Sen. Sullivan looks to curb power of giant investment firms embracing ESG


Sen. Dan Sullivan (R-AK) has introduced legislation to rein in the power over corporations enjoyed by the biggest asset managers, many of whom have provoked Republicans by embracing “Environmental, Social, and Governance” standards for businesses.

The Investor Democracy Is Expected Act would give more power to passive investors who invest their money in mutual and exchange-traded funds through firms like Vanguard. It would require money managers to vote proxies based on their clients’ wishes rather than the firm at large. Such a provision could limit the power of massive money managers to penalize oil companies, for instance, which are discouraged under ESG standards.

As passive investment vehicles such as ETFs and index funds have exploded in popularity, the three largest money managers (Blackrock, Vanguard, and State Street) have consolidated enormous voting power over publicly traded companies using the money of their clients, something that Sullivan and the dozen other Republican co-sponsors see as market distortion.

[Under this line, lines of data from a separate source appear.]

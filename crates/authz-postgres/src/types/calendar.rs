//! Calendar-day helpers anchored to the institution time zone.
//!
//! Dates such as `deactivation_date` are compared against "today" as it is
//! observed in Estonia, regardless of the server's own time zone.

use std::sync::LazyLock;

use jiff::Timestamp;
use jiff::civil::Date;
use jiff::tz::{self, TimeZone};

/// IANA name of the time zone used for calendar-day comparisons.
pub const TALLINN_TIME_ZONE: &str = "Europe/Tallinn";

static TALLINN: LazyLock<TimeZone> = LazyLock::new(|| {
    TimeZone::get(TALLINN_TIME_ZONE).unwrap_or_else(|error| {
        tracing::error!(
            target: crate::TRACING_TARGET_DOMAIN,
            error = %error,
            "Time zone database lookup failed, falling back to a fixed +02:00 offset"
        );
        TimeZone::fixed(tz::offset(2))
    })
});

/// Returns the `Europe/Tallinn` time zone.
#[inline]
pub fn tallinn() -> &'static TimeZone {
    &TALLINN
}

/// Returns the calendar date of `instant` in `Europe/Tallinn`.
#[inline]
pub fn local_date(instant: Timestamp) -> Date {
    instant.to_zoned(tallinn().clone()).date()
}

/// Returns today's calendar date in `Europe/Tallinn`.
#[inline]
pub fn local_today() -> Date {
    local_date(Timestamp::now())
}

#[cfg(test)]
mod tests {
    use jiff::civil::date;

    use super::*;

    #[test]
    fn late_evening_utc_is_next_day_in_winter() {
        let instant: Timestamp = "2024-03-10T22:30:00Z".parse().unwrap();
        assert_eq!(local_date(instant), date(2024, 3, 11));
    }

    #[test]
    fn summer_offset_is_three_hours() {
        let before: Timestamp = "2024-07-01T20:59:59Z".parse().unwrap();
        let after: Timestamp = "2024-07-01T21:00:00Z".parse().unwrap();
        assert_eq!(local_date(before), date(2024, 7, 1));
        assert_eq!(local_date(after), date(2024, 7, 2));
    }
}
use crate::model::{
    InstitutionUser, NewInstitutionUser, NewInstitutionUserRole, Role, UpdateInstitutionUser,
    User,
};
use crate::schema::{institution_user_roles, institution_users, roles, users};
use crate::types::{InstitutionUserFilter, InstitutionUserStatus, OffsetPage, OffsetPagination};
use crate::{PgConnection, PgError, PgResult};

/// A membership with its user and currently assigned roles.
#[derive(Debug, Clone, PartialEq)]
pub struct InstitutionUserWithRoles {
    pub institution_user: InstitutionUser,
    pub user: User,
    pub roles: Vec<Role>,
}

type StatusCondition = Box<dyn BoxableExpression<institution_users::table, Pg, SqlType = Bool>>;

/// SQL rendition of [`InstitutionUserStatus::derive`] for a fixed `today`.
fn status_condition(status: InstitutionUserStatus, today: Date) -> StatusCondition {
    let today = jiff_diesel::Date::from(today);
    match status {
        InstitutionUserStatus::Active => Box::new(
            institution_users::archived_at.is_null().and(
                institution_users::deactivation_date
                    .is_null()
                    .or(institution_users::deactivation_date
                        .assume_not_null()
                        .gt(today)),
            ),
        ),
        InstitutionUserStatus::Deactivated => Box::new(
            institution_users::archived_at.is_null().and(
                institution_users::deactivation_date
                    .is_not_null()
                    .and(institution_users::deactivation_date
                        .assume_not_null()
                        .le(today)),
            ),
        ),
        InstitutionUserStatus::Archived => Box::new(institution_users::archived_at.is_not_null()),
    }
}

fn filtered_query(
    institution_id: Uuid,
    filter: &InstitutionUserFilter,
    today: Date,
) -> institution_users::BoxedQuery<'static, Pg> {
    let mut query = institution_users::table
        .filter(institution_users::institution_id.eq(institution_id))
        .filter(institution_users::deleted_at.is_null())
        .into_boxed();

    let mut statuses = filter.statuses.iter().copied();
    if let Some(first) = statuses.next() {
        let condition = statuses.fold(
            status_condition(first, today),
            |acc, status| -> StatusCondition { Box::new(acc.or(status_condition(status, today))) },
        );
        query = query.filter(condition);
    }

    if let Some(department_id) = filter.department_id {
        query = query.filter(institution_users::department_id.eq(department_id));
    }

    if let Some(role_id) = filter.role_id {
        query = query.filter(
            institution_users::id.eq_any(
                institution_user_roles::table
                    .filter(institution_user_roles::role_id.eq(role_id))
                    .select(institution_user_roles::institution_user_id),
            ),
        );
    }

    if let Some(pattern) = filter.search_pattern() {
        query = query.filter(
            institution_users::email.ilike(pattern.clone()).or(institution_users::user_id
                .eq_any(
                    users::table
                        .filter(
                            users::forename
                                .ilike(pattern.clone())
                                .or(users::surname.ilike(pattern.clone()))
                                .or(users::personal_identification_code.ilike(pattern)),
                        )
                        .select(users::id),
                )),
        );
    }

    query
}

/// Repository for institution user database operations.
pub trait InstitutionUserRepository {
    /// Creates a new membership.
    fn create_institution_user(
        &mut self,
        institution_user: NewInstitutionUser,
    ) -> impl Future<Output = PgResult<InstitutionUser>> + Send;

    /// Finds a membership within an institution.
    fn find_institution_user(
        &mut self,
        institution_id: Uuid,
        institution_user_id: Uuid,
    ) -> impl Future<Output = PgResult<Option<InstitutionUser>>> + Send;

    /// Finds a membership with its user and roles.
    fn find_institution_user_with_roles(
        &mut self,
        institution_id: Uuid,
        institution_user_id: Uuid,
    ) -> impl Future<Output = PgResult<Option<InstitutionUserWithRoles>>> + Send;

    /// Finds the non-archived membership of a user in an institution.
    fn find_unarchived_membership(
        &mut self,
        institution_id: Uuid,
        user_id: Uuid,
    ) -> impl Future<Output = PgResult<Option<InstitutionUser>>> + Send;

    /// Lists memberships matching `filter`, oldest first.
    ///
    /// Status filters are evaluated against `today`.
    fn list_institution_users(
        &mut self,
        institution_id: Uuid,
        filter: &InstitutionUserFilter,
        pagination: OffsetPagination,
        today: Date,
    ) -> impl Future<Output = PgResult<OffsetPage<InstitutionUserWithRoles>>> + Send;

    /// Applies partial changes to a membership.
    fn update_institution_user(
        &mut self,
        institution_user_id: Uuid,
        changes: UpdateInstitutionUser,
    ) -> impl Future<Output = PgResult<InstitutionUser>> + Send;

    /// Soft deletes a membership and removes its role assignments.
    fn delete_institution_user(
        &mut self,
        institution_user_id: Uuid,
    ) -> impl Future<Output = PgResult<()>> + Send;

    /// Lists the roles assigned to each of the given memberships.
    fn list_assigned_roles(
        &mut self,
        institution_user_ids: &[Uuid],
    ) -> impl Future<Output = PgResult<HashMap<Uuid, Vec<Role>>>> + Send;

    /// Replaces every role assigned to a membership.
    fn replace_institution_user_roles(
        &mut self,
        institution_user_id: Uuid,
        role_ids: &[Uuid],
    ) -> impl Future<Output = PgResult<()>> + Send;

    /// Removes every role assigned to a membership.
    fn remove_institution_user_roles(
        &mut self,
        institution_user_id: Uuid,
    ) -> impl Future<Output = PgResult<()>> + Send;

    /// Returns whether the membership holds the institution's root role.
    fn holds_root_role(
        &mut self,
        institution_user_id: Uuid,
    ) -> impl Future<Output = PgResult<bool>> + Send;

    /// Counts memberships other than `excluding` that hold the root role and
    /// carry no deactivation date, past or scheduled.
    fn count_other_root_holders(
        &mut self,
        institution_id: Uuid,
        excluding: Uuid,
    ) -> impl Future<Output = PgResult<i64>> + Send;
}
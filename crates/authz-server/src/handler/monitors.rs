//! Service health handler.

use aide::axum::ApiRouter;
use aide::transform::TransformOperation;
use authz_postgres::PgClient;
use axum::extract::State;
use axum::http::StatusCode;

use crate::extract::Json;
use crate::handler::Result;
use crate::handler::response::MonitorStatus;
use crate::service::{AuditLog, ServiceState};

/// Tracing target for monitor operations.
const TRACING_TARGET: &str = "authz_server::handler::monitors";

/// Reports the version, database pool figures and audit log connection.
#[tracing::instrument(skip_all)]
async fn health_status(
    State(postgres): State<PgClient>,
    State(audit_log): State<AuditLog>,
) -> Result<(StatusCode, Json<MonitorStatus>)> {
    let response = MonitorStatus::new(postgres.pool_status(), audit_log.is_connected());

    tracing::debug!(
        target: TRACING_TARGET,
        status = ?response.status,
        in_use = response.database.in_use,
        waiting = response.database.waiting,
        "health checked"
    );

    Ok((StatusCode::OK, Json(response)))
}

fn health_status_docs(op: TransformOperation) -> TransformOperation {
    op.summary("Get service health")
        .description("Reports `degraded` while requests queue for database connections or the audit log is disconnected. Always answers 200.")
        .response::<200, Json<MonitorStatus>>()
}

/// Returns a [`Router`] with the health route.
///
/// [`Router`]: axum::routing::Router
pub fn routes() -> ApiRouter<ServiceState> {
    use aide::axum::routing::*;

    ApiRouter::new()
        .api_route("/health/", get_with(health_status, health_status_docs))
        .with_path_items(|item| item.tag("Monitors"))
}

The three giants manage over $20 trillion in combined assets and represent more than 25% of all votes cast at the annual meetings of companies. Blackrock, Vanguard, and State Street are also the largest owners in 96% of the S&P 500. That consolidation gives them considerable sway in voting on various corporate proposals, including those that individual fund investors might not support

“The more we dug into it, the more it was, like, ‘Wait, why are they the ones who get to vote these shares, not the beneficial owner who actually own them?'” Sullivan told the Washington Examiner during an interview.

“Our bill is quite simple. It just says that the beneficial owner who owns the shares is the entity or person entitled to vote — not the managers of these massive passive index funds,” he added.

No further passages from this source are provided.